Inter-cache communication, such as provided by ICP or CARP, is non-existent in the Apache proxy. This is a fairly complex area, and I did not expect such a level of sophistication from free software. This does not mean you can't use Apache to create a useful architecture of distributed proxy servers. Simple "daisy chaining" of proxy servers can be used to create an environment where caching proxies are nearest to the end users.
Apache is also strictly an on-demand caching proxy. A document is retrieved and cached when a request from a client is received. That document is refreshed only when another demand is received, and it is determined that the document must be refreshed from its origin server before it is returned. There are no facilities to perform pre-fetching or on-command caching.
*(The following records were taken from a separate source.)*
use anyhow::{Context, Result, anyhow};
use futures::stream::{self, StreamExt};
use image::DynamicImage;
use reqwest::Client;
use tokio::sync::mpsc;
use tracing::warn;

use crate::constants::constants;

/// Preview state of one result row.
#[derive(Debug, Clone, Default)]
pub enum Preview {
  #[default]
  Loading,
  Ready(DynamicImage),
  /// Fetch or decode failed; rendered as "No preview".
  Unavailable,
}

/// A finished thumbnail fetch, tagged with the search it belongs to.
#[derive(Debug)]
pub struct ThumbnailDelivery {
  pub ticket: u64,
  pub index: usize,
  pub image: Option<DynamicImage>,
}

pub async fn fetch_thumbnail(client: &Client, url: &str) -> Result<DynamicImage> {
  let response = client.get(url).send().await.with_context(|| format!("Failed to request thumbnail {}", url))?;
  if !response.status().is_success() {
    return Err(anyhow!("Thumbnail {} returned HTTP {}", url, response.status()));
  }
  let bytes = response.bytes().await.with_context(|| format!("Failed to read thumbnail bytes from {}", url))?;
  image::load_from_memory(&bytes).with_context(|| format!("Failed to decode thumbnail (URL: {})", url))
}

/// Fetch thumbnails for `(index, url)` pairs with bounded concurrency and a
/// per-item timeout, delivering each outcome through `tx` as it completes.
pub async fn fetch_previews(client: Client, ticket: u64, jobs: Vec<(usize, String)>, tx: mpsc::Sender<ThumbnailDelivery>) {
  let c = constants();
  let timeout = c.thumbnail_timeout();

  stream::iter(jobs)
    .map(|(index, url)| {
      let client = client.clone();
      let tx = tx.clone();
      async move {
        let image = match tokio::time::timeout(timeout, fetch_thumbnail(&client, &url)).await {
          Ok(Ok(image)) => Some(image),
          Ok(Err(e)) => {
            warn!(index, err = %format!("{:#}", e), "thumbnail: fetch failed");
            None
          }
          Err(_) => {
            warn!(index, url = %url, "thumbnail: timed out");
            None
          }
        };
        let _ = tx.send(ThumbnailDelivery { ticket, index, image }).await;
      }
    })
    .buffer_unordered(c.thumbnail_concurrency.max(1))
    .collect::<()>()
    .await;
}

#[cfg(test)]
mod tests {
  use super::*;

  #[tokio::test]
  async fn unreachable_thumbnails_are_delivered_as_missing() {
    let client = Client::new();
    let (tx, mut rx) = mpsc::channel(8);
    let jobs = vec![(0, "http://127.0.0.1:1/a.jpg".to_string()), (1, "not a url".to_string())];

    fetch_previews(client, 7, jobs, tx).await;

    let mut seen = Vec::new();
    while let Some(delivery) = rx.recv().await {
      assert_eq!(delivery.ticket, 7);
      assert!(delivery.image.is_none());
      seen.push(delivery.index);
    }
    seen.sort();
    assert_eq!(seen, [0, 1]);
  }

  #[test]
  fn preview_defaults_to_loading() {
    assert!(matches!(Preview::default(), Preview::Loading));
  }
}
Configuring and Running an Apache Proxy Server
First, download an Apache source distribution that is appropriate for your system from The Apache Server Project Web site:
The Apache Server Project makes binary distributions available for a large number of UNIX systems. Proxying capabilities are accomplished through an Apache module. Several modules are available for Apache. Refer to the Web site above for descriptions. Since Apache modules are built into the server at compile time, you'll have to get the source distribution to compile in the proxy module.
The most recent version of Apache as of this writing is Apache 1.3.2. Follow the download link on the Web site above. From there, select the file you wish to download. Choose the gzipped version (with the .gz extension), if you have access to gzip/gunzip on your system, to save some download time.
Once you have downloaded the source distribution, uncompress it. For example, use:
% gunzip apache_1.3.2.tar.gz
for the gzipped version, or
% uncompress apache_1.3.2.tar.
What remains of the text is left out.